BRODIE: Is there a way to modify the mine proposal in some way? Because, you know, supporters, including Gov. Ducey and others, have pointed out the number of jobs and the economic benefit, which is substantial, they say, to the state of having this mine. Is there a way to do that without destroying Oak Flat?
SERRAGLIO: Well, first of all, I would address the second on a question. Too often people just take mining companies numbers at face value. And, of course, the mining company wants you to look at the economic impact as only one sided. They want to look at it in a vacuum. They don't want to look at the damage that it will do to our economy if they use the same amount of water as the entire city of Tempe every year or if they contaminate the groundwater that we rely on in Arizona. You know, our water future is increasingly insecure. We are going to have shortages on the Colorado River. It's just a matter of time, and that time is rapidly approaching. It makes no sense to sacrifice so much of our precious groundwater to this company for this proposal — that in itself has a major negative economic impact on Arizona's economy. And I just wish people would start to look at this as more of a cost-benefit analysis and less as just, you know, taking the company's numbers at face value.
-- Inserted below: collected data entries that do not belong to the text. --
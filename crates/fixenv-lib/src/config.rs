//! Configuration for the explanation service.
//!
//! Stored as JSON in the fixenv config directory. The API key is never written to disk,
//! it is taken from the `OPENAI_API_KEY` environment variable instead.

use serde::{Serialize, Deserialize};

pub const DEFAULT_API_URL: &str = "https://api.openai.com/v1/chat/completions";
pub const DEFAULT_MODEL: &str = "gpt-4o-mini";
pub const DEFAULT_TIMEOUT_SECS: u64 = 60;

const CONFIG_FILE_NAME: &str = "config.json";

#[derive(Debug, Clone, PartialEq, Serialize, Deserialize)]
#[serde(default)]
pub struct Config {
	api_url: String,
	model: String,
	#[serde(skip)]
	api_key: Option<String>,
	timeout_secs: u64,
	https_only: bool,
}

impl Default for Config {
	fn default() -> Self {
		Self {
			api_url: DEFAULT_API_URL.to_string(),
			model: DEFAULT_MODEL.to_string(),
			api_key: None,
			timeout_secs: DEFAULT_TIMEOUT_SECS,
			https_only: true,
		}
	}
}

impl Config {
	/// Directory the config file lives in.
	///
	/// `$XDG_CONFIG_HOME/fixenv` falling back to `$HOME/.config/fixenv`, `%APPDATA%\fixenv` on windows.
	pub fn config_dir() -> crate::Result<std::path::PathBuf> {
		#[cfg(target_os = "windows")]
		let path = std::env::var("APPDATA").map(std::path::PathBuf::from).map_err(|_| crate::Error::NoConfigDir)?;

		#[cfg(not(target_os = "windows"))]
		let path = if let Ok(e) = std::env::var("XDG_CONFIG_HOME") {
			std::path::PathBuf::from(e)
		} else {
			std::path::PathBuf::from(std::env::var("HOME").map_err(|_| crate::Error::NoConfigDir)?).join(".config")
		};

		Ok(path.join("fixenv"))
	}

	/// Loads the config from the default config directory and applies environment overrides.
	///
	/// # Errors
	/// - [`IO`](crate::Error::IO) when the file is missing or unreadable.
	/// - [`SerdeJSON`](crate::Error::SerdeJSON) when the file isn't a valid config.
	pub fn load_from_disk() -> crate::Result<Self> {
		Self::load_from_file(Self::config_dir()?.join(CONFIG_FILE_NAME))
	}

	pub fn load_from_file(path: impl AsRef<std::path::Path>) -> crate::Result<Self> {
		let path = path.as_ref();
		log::debug!("Reading config from {}", path.display());
		let data = std::fs::read_to_string(path)?;
		let mut config: Config = serde_json::from_str(&data)?;
		if config.timeout_secs == 0 {
			log::warn!("Config {} has a zero timeout, using {}s instead", path.display(), DEFAULT_TIMEOUT_SECS);
			config.timeout_secs = DEFAULT_TIMEOUT_SECS;
		}
		config.apply_env_overrides();
		Ok(config)
	}

	pub fn save_to_disk(&self) -> crate::Result<()> {
		let dir = Self::config_dir()?;
		std::fs::create_dir_all(&dir)?;
		self.save_to_file(dir.join(CONFIG_FILE_NAME))
	}

	pub fn save_to_file(&self, path: impl AsRef<std::path::Path>) -> crate::Result<()> {
		let data = serde_json::to_string_pretty(self)?;
		std::fs::write(path, data)?;
		Ok(())
	}

	/// Reads `OPENAI_API_KEY`, `FIXENV_API_URL` and `FIXENV_MODEL`.
	pub fn apply_env_overrides(&mut self) {
		if let Ok(key) = std::env::var("OPENAI_API_KEY") {
			self.set_api_key(Some(key));
		}
		if let Ok(url) = std::env::var("FIXENV_API_URL") {
			self.api_url = url;
		}
		if let Ok(model) = std::env::var("FIXENV_MODEL") {
			self.model = model;
		}
	}

	pub fn api_url(&self) -> &str {
		&self.api_url
	}
	pub fn set_api_url(&mut self, api_url: impl Into<String>) {
		self.api_url = api_url.into();
	}

	pub fn model(&self) -> &str {
		&self.model
	}
	pub fn set_model(&mut self, model: impl Into<String>) {
		self.model = model.into();
	}

	pub fn api_key(&self) -> Option<&str> {
		self.api_key.as_deref()
	}
	/// Blank keys are treated as missing.
	pub fn set_api_key(&mut self, api_key: Option<String>) {
		self.api_key = api_key
			.map(|k| k.trim().to_string())
			.filter(|k| !k.is_empty());
	}

	pub fn timeout(&self) -> std::time::Duration {
		std::time::Duration::from_secs(self.timeout_secs)
	}
	/// returns if the timeout is valid or not, a zero timeout is rejected.
	pub fn set_timeout_secs(&mut self, timeout_secs: u64) -> bool {
		if timeout_secs > 0 {
			self.timeout_secs = timeout_secs;
			true
		} else {
			false
		}
	}

	pub fn https_only(&self) -> bool {
		self.https_only
	}
	pub fn set_https_only(&mut self, https_only: bool) {
		self.https_only = https_only;
	}
}

#[cfg(test)]
mod tests {
	use super::*;

	#[test]
	fn api_key_is_not_serialized() {
		let mut config = Config::default();
		config.set_api_key(Some("sk-secret".to_string()));
		let json = serde_json::to_string(&config).unwrap();
		assert!(!json.contains("sk-secret"));
	}

	#[test]
	fn blank_api_key_is_missing() {
		let mut config = Config::default();
		config.set_api_key(Some("   ".to_string()));
		assert_eq!(config.api_key(), None);
	}

	#[test]
	fn zero_timeout_rejected() {
		let mut config = Config::default();
		assert!(!config.set_timeout_secs(0));
		assert_eq!(config.timeout(), std::time::Duration::from_secs(DEFAULT_TIMEOUT_SECS));
	}

	#[test]
	fn zero_timeout_in_file_falls_back_to_default() {
		let mut file = tempfile::NamedTempFile::new().unwrap();
		std::io::Write::write_all(&mut file, br#"{ "timeout_secs": 0 }"#).unwrap();
		let config = Config::load_from_file(file.path()).unwrap();
		assert!(config.timeout() > std::time::Duration::ZERO);
		assert_eq!(config.timeout(), std::time::Duration::from_secs(DEFAULT_TIMEOUT_SECS));
	}

	#[test]
	fn partial_file_uses_defaults() {
		let config: Config = serde_json::from_str(r#"{ "model": "gpt-4o" }"#).unwrap();
		assert_eq!(config.model(), "gpt-4o");
		assert_eq!(config.api_url(), DEFAULT_API_URL);
		assert!(config.https_only());
	}
}
//! Finding packages pinned to more than one version.

use std::collections::HashMap;

use crate::requirements::Pin;

/// A package seen again with a version different to the one it was last pinned to.
#[derive(Debug, Clone, PartialEq, Eq)]
pub struct ConflictRecord {
	pub name: String,
	pub first_version: String,
	pub later_version: String,
}

impl ConflictRecord {
	pub fn new(name: impl Into<String>, first_version: impl Into<String>, later_version: impl Into<String>) -> Self {
		Self {
			name: name.into(),
			first_version: first_version.into(),
			later_version: later_version.into(),
		}
	}
}

impl std::fmt::Display for ConflictRecord {
	fn fmt(&self, f: &mut std::fmt::Formatter<'_>) -> std::fmt::Result {
		write!(f, "{}: {} vs {}", self.name, self.first_version, self.later_version)
	}
}

/// Single left to right pass over `pins`.
///
/// Each pin is compared against the most recent version seen for its name, versions are
/// compared as plain strings. A name with versions `v1, v2, v2, v3` gives two records,
/// `(v1, v2)` and `(v2, v3)`.
pub fn detect<'a>(pins: impl IntoIterator<Item = &'a Pin>) -> Vec<ConflictRecord> {
	let mut seen = HashMap::<&str, &str>::new();
	let mut conflicts = Vec::<ConflictRecord>::new();

	for pin in pins {
		if let Some(previous) = seen.insert(&pin.name, &pin.version) {
			if previous != pin.version {
				log::trace!("Conflict on {}: {} then {}", pin.name, previous, pin.version);
				conflicts.push(ConflictRecord::new(&pin.name, previous, &pin.version));
			}
		}
	}

	conflicts
}

/// Human readable description of each conflict, in order.
pub fn describe(conflicts: &[ConflictRecord]) -> Vec<String> {
	conflicts.iter().map(ToString::to_string).collect()
}
//! A single pass over some requirements text.
//!
//! [`Analysis`] holds everything derived from one input, the pins, skipped lines and conflicts.
//! Nothing is updated incrementally, edited input means a new `Analysis`.
//!
//! Explanations are tied to the [`Fingerprint`] of the text they were generated for so an
//! explanation can't end up in a snapshot next to different requirements.

use crate::conflict::ConflictRecord;
use crate::requirements::{LineOutcome, Pin, PinLine};

/// sha256 of the raw input text.
#[derive(Debug, Clone, PartialEq, Eq, Hash)]
pub struct Fingerprint(String);

impl Fingerprint {
	pub fn of(text: &str) -> Self {
		Self(sha256::digest(text.as_bytes()))
	}

	pub fn as_str(&self) -> &str {
		&self.0
	}
}

impl std::fmt::Display for Fingerprint {
	fn fmt(&self, f: &mut std::fmt::Formatter<'_>) -> std::fmt::Result {
		/* the full digest is noise in messages */
		write!(f, "{}", &self.0[..std::cmp::min(12, self.0.len())])
	}
}

/// Free text explanation for the conflicts of one input.
#[derive(Debug, Clone, PartialEq, Eq)]
pub struct Explanation {
	fingerprint: Fingerprint,
	text: String,
}

impl Explanation {
	pub fn new(fingerprint: Fingerprint, text: impl Into<String>) -> Self {
		Self { fingerprint, text: text.into() }
	}

	pub fn fingerprint(&self) -> &Fingerprint {
		&self.fingerprint
	}

	pub fn text(&self) -> &str {
		&self.text
	}
}

#[derive(Debug, Clone)]
pub struct Analysis {
	input: String,
	fingerprint: Fingerprint,
	outcomes: Vec<LineOutcome>,
	conflicts: Vec<ConflictRecord>,
}

impl Analysis {
	pub fn new(input: impl Into<String>) -> Self {
		let input = input.into();
		let fingerprint = Fingerprint::of(&input);
		let outcomes = crate::requirements::parse_lines(&input);
		let conflicts = crate::conflict::detect(outcomes.iter().filter_map(LineOutcome::as_pin_line).map(|p| &p.pin));

		log::debug!("Analysed input {}: {} line(s), {} conflict(s)", fingerprint, outcomes.len(), conflicts.len());

		Self {
			input,
			fingerprint,
			outcomes,
			conflicts,
		}
	}

	/* Fields */

	pub fn input(&self) -> &str {
		&self.input
	}

	pub fn fingerprint(&self) -> &Fingerprint {
		&self.fingerprint
	}

	pub fn outcomes(&self) -> &[LineOutcome] {
		&self.outcomes
	}

	pub fn conflicts(&self) -> &[ConflictRecord] {
		&self.conflicts
	}

	pub fn has_conflicts(&self) -> bool {
		!self.conflicts.is_empty()
	}

	/* Derived */

	pub fn pin_lines(&self) -> impl Iterator<Item = &PinLine> {
		self.outcomes.iter().filter_map(LineOutcome::as_pin_line)
	}

	pub fn pins(&self) -> impl Iterator<Item = &Pin> {
		self.pin_lines().map(|p| &p.pin)
	}

	/// Lines that were not pins, with the reason.
	pub fn skipped(&self) -> impl Iterator<Item = &LineOutcome> {
		self.outcomes.iter().filter(|o| matches!(o, LineOutcome::Skipped { .. }))
	}

	pub fn suggest_fix(&self) -> crate::fix::FixSuggestion {
		let lines: Vec<&str> = self.pin_lines().map(|p| p.text.as_str()).collect();
		crate::fix::suggest(&lines)
	}

	/// Asks `client` to explain the conflicts.
	///
	/// # Errors
	/// - [`NothingToExplain`](crate::Error::NothingToExplain) when there are no conflicts, no request is made.
	/// - [`Explain`](crate::Error::Explain) when the request fails.
	pub async fn explain(&self, client: &crate::explain::ChatClient) -> crate::Result<Explanation> {
		if !self.has_conflicts() {
			return Err(crate::Error::NothingToExplain);
		}
		let text = client.explain(&self.conflicts).await?;
		Ok(Explanation::new(self.fingerprint.clone(), text))
	}

	/// Builds the snapshot archive for this input.
	///
	/// # Errors
	/// - [`StaleExplanation`](crate::Error::StaleExplanation) if `explanation` was made for other input.
	/// - [`Snapshot`](crate::Error::Snapshot) if the archive can't be written.
	pub fn snapshot(&self, explanation: &Explanation) -> crate::Result<Vec<u8>> {
		if explanation.fingerprint() != &self.fingerprint {
			return Err(crate::Error::StaleExplanation {
				explained: explanation.fingerprint().clone(),
				current: self.fingerprint.clone(),
			});
		}
		Ok(crate::snapshot::package(&self.input, explanation.text())?)
	}
}
//! Downloadable snapshot of a session.
//!
//! A zip holding the original requirements text and the AI explanation, both stored uncompressed.
//! Entry timestamps are pinned to the zip epoch so the same inputs always give the same bytes.

use std::io::{Read, Write};

pub const REQUIREMENTS_ENTRY: &str = "requirements.txt";
pub const EXPLANATION_ENTRY: &str = "ai_explanation.txt";
pub const DEFAULT_FILE_NAME: &str = "FixEnvMini_Snapshot.zip";

#[derive(Debug, thiserror::Error)]
pub enum SnapshotError {
	/// A required entry isn't present in the archive.
	#[error("archive is missing entry {0}.")]
	MissingEntry(&'static str),
	#[error("entry {0} is not valid UTF-8.")]
	NotUtf8(&'static str),
	#[error("IO error: {0}")]
	IO(#[from] std::io::Error),
	#[error("zip error: {0}")]
	Zip(#[from] zip::result::ZipError),
}

/// Contents read back out of a snapshot.
#[derive(Debug, Clone, PartialEq, Eq)]
pub struct SnapshotContents {
	pub requirements: String,
	pub explanation: String,
}

/// Builds the snapshot archive in memory.
pub fn package(original_text: &str, explanation: &str) -> Result<Vec<u8>, SnapshotError> {
	let options = zip::write::FileOptions::default()
		.compression_method(zip::CompressionMethod::Stored)
		.last_modified_time(zip::DateTime::default());

	let mut writer = zip::ZipWriter::new(std::io::Cursor::new(Vec::<u8>::new()));
	for (name, content) in [(REQUIREMENTS_ENTRY, original_text), (EXPLANATION_ENTRY, explanation)] {
		writer.start_file(name, options)?;
		writer.write_all(content.as_bytes())?;
	}
	let bytes = writer.finish()?.into_inner();

	log::info!("Packaged snapshot ({} bytes)", bytes.len());
	Ok(bytes)
}

/// Reads both entries out of an archive made by [`package`].
pub fn unpack(archive: &[u8]) -> Result<SnapshotContents, SnapshotError> {
	let mut zip = zip::ZipArchive::new(std::io::Cursor::new(archive))?;

	fn read_entry<R: std::io::Read + std::io::Seek>(zip: &mut zip::ZipArchive<R>, name: &'static str) -> Result<String, SnapshotError> {
		let mut file = match zip.by_name(name) {
			Ok(f) => f,
			Err(zip::result::ZipError::FileNotFound) => return Err(SnapshotError::MissingEntry(name)),
			Err(e) => return Err(e.into()),
		};
		let mut bytes = Vec::<u8>::new();
		file.read_to_end(&mut bytes)?;
		String::from_utf8(bytes).map_err(|_| SnapshotError::NotUtf8(name))
	}

	Ok(SnapshotContents {
		requirements: read_entry(&mut zip, REQUIREMENTS_ENTRY)?,
		explanation: read_entry(&mut zip, EXPLANATION_ENTRY)?,
	})
}

#[cfg(test)]
mod tests {
	use super::*;

	#[test]
	fn archive_round_trips_verbatim() {
		let text = "numpy==1.20\nnumpy==1.25\n\n# trailing whitespace kept   \n";
		let explanation = "Pin numpy to a single version.\nÜnïcode is fine too.";
		let contents = unpack(&package(text, explanation).unwrap()).unwrap();
		assert_eq!(contents.requirements, text);
		assert_eq!(contents.explanation, explanation);
	}

	#[test]
	fn entries_are_in_order() {
		let bytes = package("a==1", "b").unwrap();
		let mut zip = zip::ZipArchive::new(std::io::Cursor::new(bytes)).unwrap();
		assert_eq!(zip.len(), 2);
		assert_eq!(zip.by_index(0).unwrap().name(), REQUIREMENTS_ENTRY);
		assert_eq!(zip.by_index(1).unwrap().name(), EXPLANATION_ENTRY);
	}

	#[test]
	fn same_inputs_same_bytes() {
		assert_eq!(package("a==1", "x").unwrap(), package("a==1", "x").unwrap());
	}

	#[test]
	fn empty_texts_are_allowed() {
		let contents = unpack(&package("", "").unwrap()).unwrap();
		assert_eq!(contents, SnapshotContents { requirements: String::new(), explanation: String::new() });
	}

	#[test]
	fn missing_entry_is_reported() {
		let mut writer = zip::ZipWriter::new(std::io::Cursor::new(Vec::<u8>::new()));
		writer.start_file(REQUIREMENTS_ENTRY, zip::write::FileOptions::default()).unwrap();
		let bytes = writer.finish().unwrap().into_inner();
		assert!(matches!(unpack(&bytes), Err(SnapshotError::MissingEntry(EXPLANATION_ENTRY))));
	}
}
BRODIE: But in terms of the numbers that, that the company and supporters say, I mean, there, there certainly will be jobs added if there is a new mine here, there's some economic benefit to that. Is there a way to compromise here? Is there a happy medium to be had to have some of that while also maybe mitigating some of the negative environmental consequences?
SERRAGLIO: Yeah, a project like this cannot be mitigated. We're talking about total destruction. Oak Flat is going to sink into a crater that's 2,000 feet deep and a mile wide or, I'm sorry, a 1,000 feet deep and 2 miles wide. And, you know, I mean, Arizona will lose jobs in the ecotourism industry that puts billions of dollars into our economy every year, you know, as a result of destroying places like Oak Flat. And again, you know, that's the compromise. The compromise to me is to look at this issue honestly and talk about both sides of the economic equation. No, you either have this mine and destroy Oak Flat or you don't.
BRODIE: What is the timeline going forward? Now, you referenced this as a reprieve. There is still a clock ticking here, right? I mean, what has to happen now?
SERRAGLIO: The clock has actually stopped ticking for the time being. The land exchange is off for now. The, the federal government said in their statement on Monday that they would take several months to look at this more deeply, make sure that the environmental analysis complies with the law. And, of course, in the lawsuit that we have filed with, with various allies, we think we've proven pretty clearly that it does not comply with the law and that this environmental analysis should be scrapped and they should start over.
BRODIE: All right. That is Randy Serraglio, Southwest conservation advocate with the Center for Biological Diversity. Randy, thanks for your time. I appreciate it.
SERRAGLIO: Yeah, thanks for having me, Mark.